Körperdysmorphe Störung
von altgriechisch: δυς (“dys-”) - schlecht, gestört; μορφή (“morphē”) - Gestalt, Form
Synonym: Dysmorphophobie
Englisch: body dysmorphic disorder
Definition
Die körperdysmorphe Störung ist eine psychische Erkrankung, bei der Betroffene übermäßig mit einem oder mehreren vermeintlichen körperlichen Makeln beschäftigt sind, die für andere nicht sichtbar oder unbedeutend erscheinen. Charakteristisch sind eine verzerrte Wahrnehmung des eigenen Körpers, erheblicher Leidensdruck und funktionelle Beeinträchtigungen.[1]
Hintergrund
Erstmals im 19. Jahrhundert als Dysmorphophobie beschrieben, zählt die Störung in der ICD-10 zu den somatoformen Störungen und im DSM-5 zu den Zwangsspektrum-Störungen. Es bestehen Überschneidungen mit Zwangsstörungen, sozialen Phobien und depressiven Erkrankungen.
Epidemiologie
Die Lebenszeitprävalenz liegt in der Allgemeinbevölkerung bei etwa 1,7–2,9 %. Frauen sind etwas häufiger betroffen als Männer (Verhältnis ca. 1,5:1). Die Störung beginnt meist im Jugendalter, mit einem Häufigkeitsgipfel um das 12. bis 13. Lebensjahr. Etwa zwei Drittel der Betroffenen entwickeln die Symptome vor dem 18. Lebensjahr.
Ohne geeignete Behandlung verläuft die Erkrankung häufig chronisch – nur wenige Patienten erfahren eine spontane Remission.[2]
Klinik
Die körperdysmorphe Störung ist gekennzeichnet durch eine übermäßige gedankliche Beschäftigung mit einem oder mehreren vermeintlichen körperlichen Makeln, die für Außenstehende entweder nicht erkennbar oder nur minimal ausgeprägt sind. Die Betroffenen verbringen häufig mehrere Stunden täglich mit der Kontrolle, dem Kaschieren oder der Vermeidung des wahrgenommenen Defekts. Typische zwanghafte Verhaltensweisen umfassen wiederholte Spiegelkontrollen, das Einholen von Rückversicherungen, exzessive Körperpflege sowie Hautmanipulationen.

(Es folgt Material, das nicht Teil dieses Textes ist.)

use std::time::Duration;

use chrono::NaiveTime;
use log::debug;

use super::{ClimateState, Frame, Phy};

/// Mark/space durations of one complete command, trailer included.
#[derive(Debug, Clone, PartialEq, Eq)]
pub struct PulseSequence(Vec<Duration>);

impl PulseSequence {
    pub fn durations(&self) -> &[Duration] {
        &self.0
    }

    pub fn to_micros(&self) -> Vec<u32> {
        self.0.iter().map(|p| p.as_micros() as _).collect()
    }

    pub fn len(&self) -> usize {
        self.0.len()
    }

    pub fn is_empty(&self) -> bool {
        self.0.is_empty()
    }
}

impl From<PulseSequence> for Vec<Duration> {
    fn from(pulses: PulseSequence) -> Self {
        pulses.0
    }
}

/// Turns a state snapshot into the pulses the remote would send for it.
#[derive(Default)]
pub struct CommandEncoder {
    phy: Phy,
}

impl CommandEncoder {
    pub fn new() -> Self {
        Self { phy: Phy::new() }
    }

    pub fn frame(&self, state: &ClimateState, clock: NaiveTime) -> Frame {
        Frame::pack(state, &clock)
    }

    pub fn encode(&self, state: &ClimateState, clock: NaiveTime) -> PulseSequence {
        let frame = self.frame(state, clock);
        debug!(
            "encoded {} {} swing {} {}C at {} as {:#x}",
            state.mode,
            state.fan,
            state.swing,
            state.target_temperature,
            clock.format("%H:%M"),
            frame.0
        );
        PulseSequence(self.phy.encode(frame))
    }
}

#[cfg(test)]
mod tests {
    use super::*;
    use crate::olympia::{Fan, Mode, Swing, MAX_TEMPERATURE, MIN_TEMPERATURE};
    use strum::IntoEnumIterator;

    fn at(hour: u32, minute: u32) -> NaiveTime {
        NaiveTime::from_hms_opt(hour, minute, 0).unwrap()
    }

    fn all_states() -> impl Iterator<Item = ClimateState> {
        Mode::iter().flat_map(|mode| {
            Fan::iter().flat_map(move |fan| {
                Swing::iter().flat_map(move |swing| {
                    (MIN_TEMPERATURE..=MAX_TEMPERATURE).map(move |target_temperature| {
                        ClimateState {
                            mode,
                            fan,
                            swing,
                            target_temperature,
                            current_temperature: None,
                        }
                    })
                })
            })
        })
    }

    #[test]
    fn test_deterministic() {
        let encoder = CommandEncoder::new();
        let clock = at(19, 42);
        for state in all_states() {
            let first = encoder.encode(&state, clock);
            let second = encoder.encode(&state, clock);
            assert_eq!(first, second);
            assert_eq!(first.len(), 2 * 71 + 2);
        }
    }

    #[test]
    fn test_current_temperature_not_encoded() {
        let encoder = CommandEncoder::new();
        let clock = at(7, 0);
        let state = ClimateState::default();
        let with_reading = ClimateState {
            current_temperature: Some(27.5),
            ..state
        };
        assert_eq!(encoder.encode(&state, clock), encoder.encode(&with_reading, clock));
    }

    #[test]
    fn test_clock_is_embedded() {
        let encoder = CommandEncoder::new();
        let state = ClimateState::default();
        assert_ne!(
            encoder.encode(&state, at(10, 0)),
            encoder.encode(&state, at(10, 1))
        );
    }

    #[test]
    fn test_scenario_frame() {
        let encoder = CommandEncoder::new();
        let state = ClimateState {
            mode: Mode::Cool,
            fan: Fan::High,
            ..Default::default()
        };

        let pulses = encoder.encode(&state, at(14, 5)).to_micros();
        let bits: String = pulses[..142]
            .chunks(2)
            .map(|pair| match pair {
                [460, 1350] => '1',
                [460, 950] => '0',
                _ => panic!("unexpected pair {:?}", pair),
            })
            .collect();

        assert_eq!(u128::from_str_radix(&bits, 2).unwrap(), 0x8_8380_a000_0000_0007);
        assert_eq!(pulses[142..], [460, 109455]);
    }
}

Diese Rituale führen oft zu einer erheblichen psychosozialen Beeinträchtigung. Viele Patienten ziehen sich sozial zurück, meiden zwischenmenschliche Kontakte und sind in ihrer Alltags- und Arbeitsfähigkeit deutlich eingeschränkt.
Oftmals erfolgen wiederholte Arztbesuche – insbesondere bei Dermatologen, plastischen Chirurgen oder anderen Operateuren – mit dem Ziel, den vermeintlichen Mangel beseitigen zu lassen.[3]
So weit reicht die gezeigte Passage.